- _PROMPT_: Each record must be printed again exactly as it appears.
/---
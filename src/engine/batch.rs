//! engine::batch
//!
//! Rebase every feature worktree onto the base branch.
//!
//! # Design
//!
//! One fetch up front, then each worktree in `git worktree list` order. A
//! unit never pauses: conflicts are aborted on the spot and reported, dirty
//! trees are skipped rather than stashed, and an error in one unit is
//! classified and the batch moves on. No sync record is ever written.

use std::fmt;
use std::path::Path;

use super::SyncError;
use crate::core::config::Config;
use crate::core::types::WorkingCopyRef;
use crate::git::{GitError, RebaseOutcome, RunMode, Vcs};
use crate::ui::output::{self, Verbosity};

/// What happened to one worktree.
#[derive(Debug, Clone, PartialEq, Eq)]
pub enum BatchOutcome {
    /// Rebased; the base had `commits` new commits.
    Rebased { commits: usize },
    /// Already contained the base.
    UpToDate,
    /// Uncommitted changes; left alone.
    SkippedDirty,
    /// The rebase conflicted and was aborted; the worktree is unchanged.
    FailedConflict,
    /// A git operation failed.
    Failed { message: String },
}

impl BatchOutcome {
    /// Whether this unit counts against the batch.
    pub fn is_failure(&self) -> bool {
        matches!(
            self,
            BatchOutcome::FailedConflict | BatchOutcome::Failed { .. }
        )
    }
}

impl fmt::Display for BatchOutcome {
    fn fmt(&self, f: &mut fmt::Formatter<'_>) -> fmt::Result {
        match self {
            BatchOutcome::Rebased { commits } => {
                write!(f, "✓ rebased ({})", output::plural(*commits, "commit"))
            }
            BatchOutcome::UpToDate => write!(f, "✓ up to date"),
            BatchOutcome::SkippedDirty => write!(f, "⊘ skipped (uncommitted changes)"),
            BatchOutcome::FailedConflict => write!(f, "✗ conflicts (rebase aborted)"),
            BatchOutcome::Failed { message } => write!(f, "✗ failed: {}", message),
        }
    }
}

/// One worktree and its outcome.
#[derive(Debug, Clone, PartialEq, Eq)]
pub struct UnitReport {
    pub working_copy: WorkingCopyRef,
    pub outcome: BatchOutcome,
}

/// Every processed unit, in processing order.
#[derive(Debug, Clone, Default, PartialEq, Eq)]
pub struct BatchSummary {
    pub units: Vec<UnitReport>,
}

impl BatchSummary {
    fn count(&self, pred: impl Fn(&BatchOutcome) -> bool) -> usize {
        self.units.iter().filter(|u| pred(&u.outcome)).count()
    }

    pub fn rebased(&self) -> usize {
        self.count(|o| matches!(o, BatchOutcome::Rebased { .. }))
    }

    pub fn up_to_date(&self) -> usize {
        self.count(|o| matches!(o, BatchOutcome::UpToDate))
    }

    pub fn skipped(&self) -> usize {
        self.count(|o| matches!(o, BatchOutcome::SkippedDirty))
    }

    pub fn failed(&self) -> usize {
        self.count(BatchOutcome::is_failure)
    }

    /// Outcome for the worktree at `path`, if it was processed.
    pub fn outcome_for(&self, path: &Path) -> Option<&BatchOutcome> {
        self.units
            .iter()
            .find(|u| u.working_copy.path == path)
            .map(|u| &u.outcome)
    }
}

impl fmt::Display for BatchSummary {
    fn fmt(&self, f: &mut fmt::Formatter<'_>) -> fmt::Result {
        let mut parts = Vec::new();
        if self.rebased() > 0 {
            parts.push(format!("{} rebased", self.rebased()));
        }
        if self.up_to_date() > 0 {
            parts.push(format!("{} up to date", self.up_to_date()));
        }
        if self.skipped() > 0 {
            parts.push(format!("{} skipped", self.skipped()));
        }
        if self.failed() > 0 {
            parts.push(format!("{} failed", self.failed()));
        }
        if parts.is_empty() {
            write!(f, "No feature worktrees to sync")
        } else {
            write!(f, "Summary: {}", parts.join(", "))
        }
    }
}

/// Runs the feature-branch rebase across all worktrees.
pub struct BatchRunner<'a, V: Vcs + ?Sized> {
    vcs: &'a V,
    config: &'a Config,
    verbosity: Verbosity,
}

impl<'a, V: Vcs + ?Sized> BatchRunner<'a, V> {
    pub fn new(vcs: &'a V, config: &'a Config) -> Self {
        Self {
            vcs,
            config,
            verbosity: Verbosity::Normal,
        }
    }

    /// Set the output verbosity.
    pub fn verbosity(mut self, verbosity: Verbosity) -> Self {
        self.verbosity = verbosity;
        self
    }

    /// Sync every feature worktree of the repository containing `from`.
    ///
    /// Only listing the worktrees can fail the whole batch. A worktree whose
    /// branch cannot be read is reported as failed like any other unit.
    pub fn run(&self, from: &Path) -> Result<BatchSummary, SyncError> {
        let worktrees = self.vcs.list_worktrees(from)?;
        let base_ref = self.config.base_ref();

        output::print(
            format!("Rebasing all worktrees onto {}...", base_ref),
            self.verbosity,
        );
        if let Err(e) = self.vcs.fetch(
            from,
            self.config.remote(),
            self.config.base_branch().as_str(),
        ) {
            tracing::debug!(error = %e, "batch fetch failed");
            output::warn(
                format!("fetch failed ({}); using last-known {}", e, base_ref),
                self.verbosity,
            );
        }

        let mut summary = BatchSummary::default();
        for path in worktrees {
            let (working_copy, outcome) = match self.vcs.current_branch(&path) {
                Ok(None) => {
                    tracing::debug!(path = %path.display(), "skipping detached worktree");
                    continue;
                }
                Ok(Some(branch)) if self.config.is_base_branch(&branch) => continue,
                Ok(Some(branch)) => {
                    let outcome = self.sync_unit(&path, &base_ref);
                    (WorkingCopyRef::new(path, Some(branch)), outcome)
                }
                Err(e) => {
                    tracing::debug!(path = %path.display(), error = %e, "cannot read branch");
                    let outcome = BatchOutcome::Failed {
                        message: e.to_string(),
                    };
                    (WorkingCopyRef::new(path, None), outcome)
                }
            };

            output::print(
                format!("  {:<30} {}", working_copy.short_name(), outcome),
                self.verbosity,
            );
            summary.units.push(UnitReport {
                working_copy,
                outcome,
            });
        }

        output::print(format!("\n{}", summary), self.verbosity);
        Ok(summary)
    }

    fn sync_unit(&self, dir: &Path, base_ref: &str) -> BatchOutcome {
        match self.try_sync_unit(dir, base_ref) {
            Ok(outcome) => outcome,
            Err(e) => {
                tracing::debug!(dir = %dir.display(), error = %e, "unit failed");
                BatchOutcome::Failed {
                    message: e.to_string(),
                }
            }
        }
    }

    fn try_sync_unit(&self, dir: &Path, base_ref: &str) -> Result<BatchOutcome, GitError> {
        if self.vcs.is_dirty(dir)? {
            return Ok(BatchOutcome::SkippedDirty);
        }

        let distance = self.vcs.ahead_behind(dir, base_ref)?;
        if distance.is_current() {
            return Ok(BatchOutcome::UpToDate);
        }

        match self.vcs.rebase(dir, base_ref, RunMode::Silent)? {
            RebaseOutcome::Completed => Ok(BatchOutcome::Rebased {
                commits: distance.behind,
            }),
            RebaseOutcome::Conflict => {
                self.vcs.rebase_abort(dir)?;
                Ok(BatchOutcome::FailedConflict)
            }
        }
    }
}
\---
- _SOLUTION TO THIS PROBLEM_:
filename src/engine/batch.rs
//! engine::batch
//!
//! Rebase every feature worktree onto the base branch.
//!
//! # Design
//!
//! One fetch up front, then each worktree in `git worktree list` order. A
//! unit never pauses: conflicts are aborted on the spot and reported, dirty
//! trees are skipped rather than stashed, and an error in one unit is
//! classified and the batch moves on. No sync record is ever written.

use std::fmt;
use std::path::Path;

use super::SyncError;
use crate::core::config::Config;
use crate::core::types::WorkingCopyRef;
use crate::git::{GitError, RebaseOutcome, RunMode, Vcs};
use crate::ui::output::{self, Verbosity};

/// What happened to one worktree.
#[derive(Debug, Clone, PartialEq, Eq)]
pub enum BatchOutcome {
    /// Rebased; the base had `commits` new commits.
    Rebased { commits: usize },
    /// Already contained the base.
    UpToDate,
    /// Uncommitted changes; left alone.
    SkippedDirty,
    /// The rebase conflicted and was aborted; the worktree is unchanged.
    FailedConflict,
    /// A git operation failed.
    Failed { message: String },
}

impl BatchOutcome {
    /// Whether this unit counts against the batch.
    pub fn is_failure(&self) -> bool {
        matches!(
            self,
            BatchOutcome::FailedConflict | BatchOutcome::Failed { .. }
        )
    }
}

impl fmt::Display for BatchOutcome {
    fn fmt(&self, f: &mut fmt::Formatter<'_>) -> fmt::Result {
        match self {
            BatchOutcome::Rebased { commits } => {
                write!(f, "✓ rebased ({})", output::plural(*commits, "commit"))
            }
            BatchOutcome::UpToDate => write!(f, "✓ up to date"),
            BatchOutcome::SkippedDirty => write!(f, "⊘ skipped (uncommitted changes)"),
            BatchOutcome::FailedConflict => write!(f, "✗ conflicts (rebase aborted)"),
            BatchOutcome::Failed { message } => write!(f, "✗ failed: {}", message),
        }
    }
}

/// One worktree and its outcome.
#[derive(Debug, Clone, PartialEq, Eq)]
pub struct UnitReport {
    pub working_copy: WorkingCopyRef,
    pub outcome: BatchOutcome,
}

/// Every processed unit, in processing order.
#[derive(Debug, Clone, Default, PartialEq, Eq)]
pub struct BatchSummary {
    pub units: Vec<UnitReport>,
}

impl BatchSummary {
    fn count(&self, pred: impl Fn(&BatchOutcome) -> bool) -> usize {
        self.units.iter().filter(|u| pred(&u.outcome)).count()
    }

    pub fn rebased(&self) -> usize {
        self.count(|o| matches!(o, BatchOutcome::Rebased { .. }))
    }

    pub fn up_to_date(&self) -> usize {
        self.count(|o| matches!(o, BatchOutcome::UpToDate))
    }

    pub fn skipped(&self) -> usize {
        self.count(|o| matches!(o, BatchOutcome::SkippedDirty))
    }

    pub fn failed(&self) -> usize {
        self.count(BatchOutcome::is_failure)
    }

    /// Outcome for the worktree at `path`, if it was processed.
    pub fn outcome_for(&self, path: &Path) -> Option<&BatchOutcome> {
        self.units
            .iter()
            .find(|u| u.working_copy.path == path)
            .map(|u| &u.outcome)
    }
}

impl fmt::Display for BatchSummary {
    fn fmt(&self, f: &mut fmt::Formatter<'_>) -> fmt::Result {
        let mut parts = Vec::new();
        if self.rebased() > 0 {
            parts.push(format!("{} rebased", self.rebased()));
        }
        if self.up_to_date() > 0 {
            parts.push(format!("{} up to date", self.up_to_date()));
        }
        if self.skipped() > 0 {
            parts.push(format!("{} skipped", self.skipped()));
        }
        if self.failed() > 0 {
            parts.push(format!("{} failed", self.failed()));
        }
        if parts.is_empty() {
            write!(f, "No feature worktrees to sync")
        } else {
            write!(f, "Summary: {}", parts.join(", "))
        }
    }
}

/// Runs the feature-branch rebase across all worktrees.
pub struct BatchRunner<'a, V: Vcs + ?Sized> {
    vcs: &'a V,
    config: &'a Config,
    verbosity: Verbosity,
}

impl<'a, V: Vcs + ?Sized> BatchRunner<'a, V> {
    pub fn new(vcs: &'a V, config: &'a Config) -> Self {
        Self {
            vcs,
            config,
            verbosity: Verbosity::Normal,
        }
    }

    /// Set the output verbosity.
    pub fn verbosity(mut self, verbosity: Verbosity) -> Self {
        self.verbosity = verbosity;
        self
    }

    /// Sync every feature worktree of the repository containing `from`.
    ///
    /// Only listing the worktrees can fail the whole batch. A worktree whose
    /// branch cannot be read is reported as failed like any other unit.
    pub fn run(&self, from: &Path) -> Result<BatchSummary, SyncError> {
        let worktrees = self.vcs.list_worktrees(from)?;
        let base_ref = self.config.base_ref();

        output::print(
            format!("Rebasing all worktrees onto {}...", base_ref),
            self.verbosity,
        );
        if let Err(e) = self.vcs.fetch(
            from,
            self.config.remote(),
            self.config.base_branch().as_str(),
        ) {
            tracing::debug!(error = %e, "batch fetch failed");
            output::warn(
                format!("fetch failed ({}); using last-known {}", e, base_ref),
                self.verbosity,
            );
        }

        let mut summary = BatchSummary::default();
        for path in worktrees {
            let (working_copy, outcome) = match self.vcs.current_branch(&path) {
                Ok(None) => {
                    tracing::debug!(path = %path.display(), "skipping detached worktree");
                    continue;
                }
                Ok(Some(branch)) if self.config.is_base_branch(&branch) => continue,
                Ok(Some(branch)) => {
                    let outcome = self.sync_unit(&path, &base_ref);
                    (WorkingCopyRef::new(path, Some(branch)), outcome)
                }
                Err(e) => {
                    tracing::debug!(path = %path.display(), error = %e, "cannot read branch");
                    let outcome = BatchOutcome::Failed {
                        message: e.to_string(),
                    };
                    (WorkingCopyRef::new(path, None), outcome)
                }
            };

            output::print(
                format!("  {:<30} {}", working_copy.short_name(), outcome),
                self.verbosity,
            );
            summary.units.push(UnitReport {
                working_copy,
                outcome,
            });
        }

        output::print(format!("\n{}", summary), self.verbosity);
        Ok(summary)
    }

    fn sync_unit(&self, dir: &Path, base_ref: &str) -> BatchOutcome {
        match self.try_sync_unit(dir, base_ref) {
            Ok(outcome) => outcome,
            Err(e) => {
                tracing::debug!(dir = %dir.display(), error = %e, "unit failed");
                BatchOutcome::Failed {
                    message: e.to_string(),
                }
            }
        }
    }

    fn try_sync_unit(&self, dir: &Path, base_ref: &str) -> Result<BatchOutcome, GitError> {
        if self.vcs.is_dirty(dir)? {
            return Ok(BatchOutcome::SkippedDirty);
        }

        let distance = self.vcs.ahead_behind(dir, base_ref)?;
        if distance.is_current() {
            return Ok(BatchOutcome::UpToDate);
        }

        match self.vcs.rebase(dir, base_ref, RunMode::Silent)? {
            RebaseOutcome::Completed => Ok(BatchOutcome::Rebased {
                commits: distance.behind,
            }),
            RebaseOutcome::Conflict => {
                self.vcs.rebase_abort(dir)?;
                Ok(BatchOutcome::FailedConflict)
            }
        }
    }
}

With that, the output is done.